During the final years of his life, Giuseppe Verdi devoted himself to a number of philanthropic ventures. Chiefly among them was the establishment of a hospital at Villanova sull’Arda, close to Busseto.

Giuseppe Verdi

Giuseppe Verdi

Yet, overseeing such a noble cause was not an easy task. As he writes, “I think it right to warn you that I have had bad reports about the hospital and I hope and pray they are not true… I am far away and can say nothing about this (mismanagement). But in any case, I am extremely distressed and it makes me wonder if I can achieve the purpose for which I devoted part of my fortune in endowing this charitable foundation.” Verdi also donated some royalties to the victims of a major earthquake in Sicily, and beginning in 1895, he built and endowed a rest home for retired musicians in Milan, the “Casa di Riposo per Musicisti.”

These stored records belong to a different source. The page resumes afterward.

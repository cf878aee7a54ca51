// crates/pt-engine/src/plugin/return_kind.rs
//
// Wires an interface descriptor's free-form description through
// `pt_types::return_kind::infer_return_kind` and applies the platform
// struct-pointer promotion rule.

use pt_types::return_kind::{infer_return_kind, promote_return_kind};
use pt_types::{InterfaceDescriptor, ReturnKind};

/// Returns the inferred `ReturnKind` and the declared return size to
/// use for allocating a struct-by-value buffer. Declared size is taken
/// as the widest parameter's `size` field when nonzero, otherwise left
/// at 0 (no struct promotion possible without a declared size).
pub fn infer_interface_return_kind(descriptor: &InterfaceDescriptor, declared_return_size: usize) -> (ReturnKind, usize) {
    let kind = infer_return_kind(&descriptor.description);
    let promoted = promote_return_kind(kind, declared_return_size);
    let size = if promoted.is_struct_by_value() {
        declared_return_size
    } else {
        0
    };
    (promoted, size)
}
// crates/pt-types/src/descriptor.rs
//
// Static descriptors built once per plugin load by introspection (spec
// 3, 4.3). These are immutable facts about a plugin; mutable dispatch
// state lives in `InterfaceRuntimeState` (pt-engine, since it owns
// slot arrays that only the rule engine mutates).

use crate::value::ParamType;
use crate::vtable::ArityKind;

#[derive(Debug, Clone)]
pub struct ParamDescriptor {
    pub type_tag: ParamType,
    pub type_name: String,
    pub size: usize,
}

#[derive(Debug, Clone)]
pub struct InterfaceDescriptor {
    pub name: String,
    pub description: String,
    pub version: String,
    pub arity: ArityKind,
    pub min_params: i32,
    /// `None` means unbounded (the "max may be unbounded" sentinel).
    pub max_params: Option<i32>,
    pub params: Vec<ParamDescriptor>,
}

impl InterfaceDescriptor {
    /// `max_params = min_params` when fixed.
    pub fn fixed(name: impl Into<String>, description: impl Into<String>, version: impl Into<String>, params: Vec<ParamDescriptor>) -> Self {
        let count = params.len() as i32;
        Self {
            name: name.into(),
            description: description.into(),
            version: version.into(),
            arity: ArityKind::Fixed,
            min_params: count,
            max_params: Some(count),
            params,
        }
    }

    pub fn variadic(
        name: impl Into<String>,
        description: impl Into<String>,
        version: impl Into<String>,
        min_params: i32,
        max_params: Option<i32>,
        params: Vec<ParamDescriptor>,
    ) -> Self {
        Self {
            name: name.into(),
            description: description.into(),
            version: version.into(),
            arity: ArityKind::Variadic,
            min_params,
            max_params,
            params,
        }
    }
}

#[derive(Debug, Clone)]
pub struct PluginDescriptor {
    pub name: String,
    pub version: String,
    pub path: std::path::PathBuf,
    pub interfaces: Vec<InterfaceDescriptor>,
}
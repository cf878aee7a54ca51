// crates/pt-engine/tests/common.rs
//
// Locates (and, if necessary, builds) the cdylib test-fixture plugins
// used by `scenarios.rs`. Cargo's "artifact dependencies" feature that
// would let a dev-dependency declare `artifact = "cdylib"` is still
// nightly-only, so this shells out to `cargo build -p <crate>` the
// same way a developer running these tests locally would, treating a
// missing `.dll`/`.so` as a recoverable, logged condition rather than
// a panic.

use std::path::{Path, PathBuf};
use std::process::Command;

fn workspace_root() -> PathBuf {
    Path::new(env!("CARGO_MANIFEST_DIR"))
        .parent()
        .expect("crates/ directory")
        .parent()
        .expect("workspace root")
        .to_path_buf()
}

fn platform_artifact_name(crate_name: &str) -> String {
    let lib_name = crate_name.replace('-', "_");
    if cfg!(target_os = "windows") {
        format!("{lib_name}.dll")
    } else if cfg!(target_os = "macos") {
        format!("lib{lib_name}.dylib")
    } else {
        format!("lib{lib_name}.so")
    }
}

/// Returns the path to `crate_name`'s built cdylib, building it with
/// `cargo build -p <crate_name>` first if the artifact isn't already
/// present under `target/debug`.
pub fn fixture_artifact(crate_name: &str) -> PathBuf {
    let root = workspace_root();
    let artifact = root.join("target").join("debug").join(platform_artifact_name(crate_name));

    if artifact.exists() {
        return artifact;
    }

    let status = Command::new(env!("CARGO"))
        .args(["build", "-p", crate_name])
        .current_dir(&root)
        .status()
        .unwrap_or_else(|err| panic!("failed to spawn cargo build for {crate_name}: {err}"));

    assert!(status.success(), "cargo build -p {crate_name} failed");
    assert!(artifact.exists(), "expected artifact at {artifact:?} after building {crate_name}");
    artifact
}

Giuseppe Verdi: Four Sacred Pieces

Verdi’s Health Issue Before His Wife’s Death

Giuseppina Strepponi, 1897

Giuseppina Strepponi, 1897

In January 1898, Verdi experienced a major health scare. One day, his second wife Giuseppina Strepponi found him paralyzed in bed and unable to speak. While deciding if a doctor should be called, Verdi motioned for pen and paper. In a very shaky script, he wrote “Coffee,” which was brought to him. Yet, within a couple of days, Verdi had fully recovered. Somewhat surprisingly, the death in the family later that year was not his, but Giuseppina’s. She had been suffering from severe arthritis and was unable to walk without help. Bronchitis set in in November, and she died a couple of days later. The family lawyer remembered, “Verdi standing at the piano, his head bowed, his cheeks flushed, the picture of silent grief.” The funeral service was held in Busseto Cathedral, and Verdi spent lonely weeks at S. Agate. As he wrote to a friend, “Great sorrow does not demand great expression; it asks for silence, isolation, I would even say the torture of reflection.”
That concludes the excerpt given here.